• _Aim of the exercise_
Copy every line below that has the word "http" in it.

• _Extracted records_
use http::StatusCode;
use serde_json::json;
use tracing::{info, warn};

use super::{current_user, ApiError, ApiResult};
use crate::app::AppState;
use crate::auth::AuthError;
use crate::model::UserProfile;
use crate::server::{Request, Response};

fn provider_param(req: &Request) -> &str {
    req.param("provider").unwrap_or_default()
}

/// `GET /auth/{provider}`: redirect to the provider's consent page.
pub fn begin(state: &AppState, req: &Request) -> ApiResult {
    let provider = provider_param(req);
    let redirect = state.oauth.begin(provider).map_err(|e| match e {
        AuthError::UnknownProvider(_) => ApiError::NotFound("Provider not found".into()),
        other => ApiError::Internal(other.to_string()),
    })?;

    Ok(Response::redirect(&redirect.location).with_header("Set-Cookie", &redirect.state_cookie))
}

/// `GET /auth/{provider}/callback`: finish the login and send the browser
/// back to the frontend with a session cookie.
pub fn callback(state: &AppState, req: &Request) -> ApiResult {
    let provider = provider_param(req);
    let profile = state.oauth.complete(provider, req).map_err(|e| match e {
        AuthError::UnknownProvider(_) => ApiError::NotFound("Provider not found".into()),
        AuthError::Session(inner) => ApiError::Internal(inner.to_string()),
        other => {
            warn!(request_id = %req.request_id, provider = %provider, reason = %other, "OAuth callback rejected");
            ApiError::Unauthorized("Authentication failed".into())
        }
    })?;

    let user = state.users.find_or_create_from_oauth(&profile)?;
    let session_cookie = state
        .sessions
        .login(user.id)
        .map_err(|e| ApiError::Internal(e.to_string()))?;
    info!(request_id = %req.request_id, user_id = %user.id, provider = %provider, "User logged in");

    let mut res = Response::redirect(&state.frontend_url);
    res.append_header("Set-Cookie", &session_cookie);
    res.append_header("Set-Cookie", &state.oauth.expired_state_cookie());
    Ok(res)
}

/// `POST /logout`. Succeeds with or without a live session.
pub fn logout(state: &AppState, req: &Request) -> ApiResult {
    let cookie = state
        .sessions
        .logout(req)
        .map_err(|e| ApiError::Internal(e.to_string()))?;
    Ok(Response::json(StatusCode::OK, &json!({ "message": "Logged out" }))
        .with_header("Set-Cookie", &cookie))
}

/// `GET /me`
pub fn me(state: &AppState, req: &Request) -> ApiResult {
    let user_id = current_user(req)?;
    let user = state.users.get(user_id)?;
    Ok(Response::json(StatusCode::OK, &UserProfile::from(user)))
}

/// `DELETE /me`: remove the account and its todos, then end the session.
pub fn delete_me(state: &AppState, req: &Request) -> ApiResult {
    let user_id = current_user(req)?;
    state.users.delete_account(user_id)?;

    // The account is gone either way; a stale record just expires on its own.
    let cookie = state.sessions.logout(req).unwrap_or_else(|e| {
        warn!(request_id = %req.request_id, error = %e, "Failed to clear session after account deletion");
        state.sessions.expired_cookie()
    });
    Ok(Response::no_content().with_header("Set-Cookie", &cookie))
}
//! # Configuration Module
//!
//! Typed application configuration loaded from environment variables.
//!
//! ## Environment Variables
//!
//! | Variable | Default |
//! |---|---|
//! | `BACKEND_CONTAINER_PORT` | `4000` |
//! | `SERVER_WORKERS` | `8` |
//! | `POSTGRES_HOST` | unset: in-memory store |
//! | `POSTGRES_PORT` | `5432` |
//! | `POSTGRES_DB`, `POSTGRES_USER`, `POSTGRES_PASSWORD` | required with `POSTGRES_HOST` |
//! | `REDIS_HOST` | unset: in-memory sessions |
//! | `REDIS_PORT` | `6379` |
//! | `GOOGLE_CLIENT_ID`, `GOOGLE_CLIENT_SECRET`, `OAUTH_CALLBACK_URL` | unset: Google login disabled |
//! | `FRONTEND_URL` | `http://localhost:3000` |
//! | `COOKIE_SECURE` | `false` |
//! | `SESSION_SECRET` | random per process |
//!
//! Empty values count as unset. Ports must be in `1..=65535` and URLs must
//! parse; anything else is a [`ConfigError`] at startup.
//!
//! ## Usage
//!
//! ```rust
//! use todo_api::config::AppConfig;
//!
//! let config = AppConfig::from_lookup(|key| match key {
//!     "BACKEND_CONTAINER_PORT" => Some("8080".to_string()),
//!     _ => None,
//! })
//! .unwrap();
//! assert_eq!(config.port, 8080);
//! assert!(config.database.is_none());
//! ```

use rand::RngCore;
use std::fmt;
use thiserror::Error;
use url::Url;

use crate::auth::GoogleCredentials;

pub const DEFAULT_PORT: u16 = 4000;
pub const DEFAULT_WORKERS: usize = 8;
pub const DEFAULT_FRONTEND_URL: &str = "http://localhost:3000";
/// HMAC keys shorter than this are rejected.
pub const MIN_SECRET_BYTES: usize = 32;

const DB_MAX_CONNECTIONS: u32 = 10;

#[derive(Debug, Error)]
pub enum ConfigError {
    #[error("{var} is required when {because} is set")]
    Missing { var: &'static str, because: &'static str },
    #[error("{var}={value:?} is not a valid port (1-65535)")]
    InvalidPort { var: &'static str, value: String },
    #[error("{var}={value:?} is not a positive integer")]
    InvalidNumber { var: &'static str, value: String },
    #[error("{var}={value:?} is not a boolean")]
    InvalidBool { var: &'static str, value: String },
    #[error("{var}={value:?} is not a valid URL: {source}")]
    InvalidUrl {
        var: &'static str,
        value: String,
        #[source]
        source: url::ParseError,
    },
    #[error("SESSION_SECRET must be at least {MIN_SECRET_BYTES} bytes, got {len}")]
    SecretTooShort { len: usize },
}

#[derive(Clone)]
pub struct DatabaseConfig {
    pub host: String,
    pub port: u16,
    pub database: String,
    pub user: String,
    pub password: String,
    pub max_connections: u32,
}

impl fmt::Debug for DatabaseConfig {
    fn fmt(&self, f: &mut fmt::Formatter<'_>) -> fmt::Result {
        f.debug_struct("DatabaseConfig")
            .field("host", &self.host)
            .field("port", &self.port)
            .field("database", &self.database)
            .field("user", &self.user)
            .field("password", &"***")
            .field("max_connections", &self.max_connections)
            .finish()
    }
}

#[derive(Debug, Clone)]
pub struct RedisConfig {
    pub host: String,
    pub port: u16,
}

impl RedisConfig {
    #[must_use]
    pub fn url(&self) -> String {
        format!("redis://{}:{}/", self.host, self.port)
    }
}

/// HMAC key for session cookies. Never printed.
#[derive(Clone)]
pub struct SessionSecret {
    bytes: Vec<u8>,
    generated: bool,
}

impl SessionSecret {
    /// 32 fresh random bytes; sessions will not survive a restart.
    #[must_use]
    pub fn generate() -> Self {
        let mut bytes = vec![0u8; MIN_SECRET_BYTES];
        rand::thread_rng().fill_bytes(&mut bytes);
        Self {
            bytes,
            generated: true,
        }
    }

    #[must_use]
    pub fn as_bytes(&self) -> &[u8] {
        &self.bytes
    }

    /// True when no `SESSION_SECRET` was configured.
    #[must_use]
    pub fn is_generated(&self) -> bool {
        self.generated
    }
}

impl fmt::Debug for SessionSecret {
    fn fmt(&self, f: &mut fmt::Formatter<'_>) -> fmt::Result {
        f.debug_struct("SessionSecret")
            .field("bytes", &"***")
            .field("generated", &self.generated)
            .finish()
    }
}

#[derive(Debug, Clone)]
pub struct AppConfig {
    pub port: u16,
    pub workers: usize,
    /// `None` selects the in-memory store.
    pub database: Option<DatabaseConfig>,
    /// `None` selects in-memory sessions.
    pub redis: Option<RedisConfig>,
    /// `None` disables Google login.
    pub google: Option<GoogleCredentials>,
    pub frontend_url: String,
    pub cookie_secure: bool,
    pub session_secret: SessionSecret,
}

impl AppConfig {
    /// Load from the process environment.
    ///
    /// # Errors
    ///
    /// See [`AppConfig::from_lookup`].
    pub fn from_env() -> Result<Self, ConfigError> {
        Self::from_lookup(|key| std::env::var(key).ok())
    }

    /// Load through `lookup`, which maps a variable name to its value.
    ///
    /// # Errors
    ///
    /// [`ConfigError`] for malformed ports, counts, booleans or URLs, a short
    /// session secret, or a partially configured database or Google client.
    pub fn from_lookup<F>(lookup: F) -> Result<Self, ConfigError>
    where
        F: Fn(&str) -> Option<String>,
    {
        let get = |key: &str| lookup(key).filter(|v| !v.trim().is_empty());

        let port = parse_port(&get, "BACKEND_CONTAINER_PORT", DEFAULT_PORT)?;
        let workers = match get("SERVER_WORKERS") {
            None => DEFAULT_WORKERS,
            Some(v) => match v.trim().parse::<usize>() {
                Ok(n) if n > 0 => n,
                _ => {
                    return Err(ConfigError::InvalidNumber {
                        var: "SERVER_WORKERS",
                        value: v,
                    })
                }
            },
        };

        let database = match get("POSTGRES_HOST") {
            None => None,
            Some(host) => {
                let required = |var: &'static str| {
                    get(var).ok_or(ConfigError::Missing {
                        var,
                        because: "POSTGRES_HOST",
                    })
                };
                Some(DatabaseConfig {
                    host,
                    port: parse_port(&get, "POSTGRES_PORT", 5432)?,
                    database: required("POSTGRES_DB")?,
                    user: required("POSTGRES_USER")?,
                    password: required("POSTGRES_PASSWORD")?,
                    max_connections: DB_MAX_CONNECTIONS,
                })
            }
        };

        let redis = match get("REDIS_HOST") {
            None => None,
            Some(host) => Some(RedisConfig {
                host,
                port: parse_port(&get, "REDIS_PORT", 6379)?,
            }),
        };

        let google = match get("GOOGLE_CLIENT_ID") {
            None => None,
            Some(client_id) => {
                let required = |var: &'static str| {
                    get(var).ok_or(ConfigError::Missing {
                        var,
                        because: "GOOGLE_CLIENT_ID",
                    })
                };
                let callback_url = required("OAUTH_CALLBACK_URL")?;
                check_url("OAUTH_CALLBACK_URL", &callback_url)?;
                Some(GoogleCredentials {
                    client_id,
                    client_secret: required("GOOGLE_CLIENT_SECRET")?,
                    callback_url,
                })
            }
        };

        let frontend_url = get("FRONTEND_URL").unwrap_or_else(|| DEFAULT_FRONTEND_URL.to_string());
        check_url("FRONTEND_URL", &frontend_url)?;

        let cookie_secure = match get("COOKIE_SECURE") {
            None => false,
            Some(v) => match v.trim().to_ascii_lowercase().as_str() {
                "1" | "true" | "yes" | "on" => true,
                "0" | "false" | "no" | "off" => false,
                _ => {
                    return Err(ConfigError::InvalidBool {
                        var: "COOKIE_SECURE",
                        value: v,
                    })
                }
            },
        };

        let session_secret = match get("SESSION_SECRET") {
            None => SessionSecret::generate(),
            Some(v) if v.len() < MIN_SECRET_BYTES => {
                return Err(ConfigError::SecretTooShort { len: v.len() })
            }
            Some(v) => SessionSecret {
                bytes: v.into_bytes(),
                generated: false,
            },
        };

        Ok(Self {
            port,
            workers,
            database,
            redis,
            google,
            frontend_url,
            cookie_secure,
            session_secret,
        })
    }
}

fn parse_port<G>(get: &G, var: &'static str, default: u16) -> Result<u16, ConfigError>
where
    G: Fn(&str) -> Option<String>,
{
    match get(var) {
        None => Ok(default),
        Some(v) => match v.trim().parse::<u16>() {
            Ok(p) if p > 0 => Ok(p),
            _ => Err(ConfigError::InvalidPort { var, value: v }),
        },
    }
}

fn check_url(var: &'static str, value: &str) -> Result<(), ConfigError> {
    Url::parse(value)
        .map(|_| ())
        .map_err(|source| ConfigError::InvalidUrl {
            var,
            value: value.to_string(),
            source,
        })
}
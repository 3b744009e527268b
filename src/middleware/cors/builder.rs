use http::Method;

use super::{CorsConfigError, CorsMiddleware};

/// Validating builder for [`CorsMiddleware`].
///
/// Defaults: no origins, `Content-Type` and `Authorization` headers,
/// `GET, POST, PUT, DELETE, OPTIONS`, no credentials.
///
/// ```rust
/// use todo_api::middleware::CorsMiddlewareBuilder;
///
/// let cors = CorsMiddlewareBuilder::new()
///     .allowed_origins(&["http://localhost:3000"])
///     .allow_credentials(true)
///     .build()
///     .unwrap();
/// assert!(cors.allows_origin("http://localhost:3000"));
/// ```
pub struct CorsMiddlewareBuilder {
    allowed_origins: Vec<String>,
    allowed_headers: Vec<String>,
    allowed_methods: Vec<Method>,
    allow_credentials: bool,
    max_age: Option<u32>,
}

impl CorsMiddlewareBuilder {
    pub fn new() -> Self {
        Self {
            allowed_origins: vec![],
            allowed_headers: vec!["Content-Type".into(), "Authorization".into()],
            allowed_methods: vec![
                Method::GET,
                Method::POST,
                Method::PUT,
                Method::DELETE,
                Method::OPTIONS,
            ],
            allow_credentials: false,
            max_age: None,
        }
    }

    pub fn allowed_origins(mut self, origins: &[&str]) -> Self {
        self.allowed_origins = origins.iter().map(|s| s.trim_end_matches('/').to_string()).collect();
        self
    }

    pub fn allowed_methods(mut self, methods: &[Method]) -> Self {
        self.allowed_methods = methods.to_vec();
        self
    }

    pub fn allowed_headers(mut self, headers: &[&str]) -> Self {
        self.allowed_headers = headers.iter().map(|s| s.to_string()).collect();
        self
    }

    pub fn allow_credentials(mut self, allow: bool) -> Self {
        self.allow_credentials = allow;
        self
    }

    /// Seconds browsers may cache a preflight answer.
    pub fn max_age(mut self, seconds: u32) -> Self {
        self.max_age = Some(seconds);
        self
    }

    /// # Errors
    ///
    /// See [`CorsConfigError`].
    pub fn build(self) -> Result<CorsMiddleware, CorsConfigError> {
        let wildcard = self.allowed_origins.iter().any(|o| o == "*");
        if self.allow_credentials && wildcard {
            return Err(CorsConfigError::WildcardWithCredentials);
        }
        if self.allow_credentials && self.allowed_origins.is_empty() {
            return Err(CorsConfigError::EmptyOriginsWithCredentials);
        }
        for origin in self.allowed_origins.iter().filter(|o| *o != "*") {
            let valid = url::Url::parse(origin)
                .map(|u| u.has_host() && matches!(u.scheme(), "http" | "https") && u.path() == "/")
                .unwrap_or(false);
            if !valid {
                return Err(CorsConfigError::InvalidOrigin {
                    origin: origin.clone(),
                });
            }
        }

        Ok(CorsMiddleware {
            wildcard,
            allowed_origins: self.allowed_origins,
            allowed_headers: self.allowed_headers,
            allowed_methods: self.allowed_methods,
            allow_credentials: self.allow_credentials,
            max_age: self.max_age,
        })
    }
}

impl Default for CorsMiddlewareBuilder {
    fn default() -> Self {
        Self::new()
    }
}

• _Result of the task_
use http::StatusCode;
//! | `FRONTEND_URL` | `http://localhost:3000` |
pub const DEFAULT_FRONTEND_URL: &str = "http://localhost:3000";
use http::Method;
///     .allowed_origins(&["http://localhost:3000"])
/// assert!(cors.allows_origin("http://localhost:3000"));
                .map(|u| u.has_host() && matches!(u.scheme(), "http" | "https") && u.path() == "/")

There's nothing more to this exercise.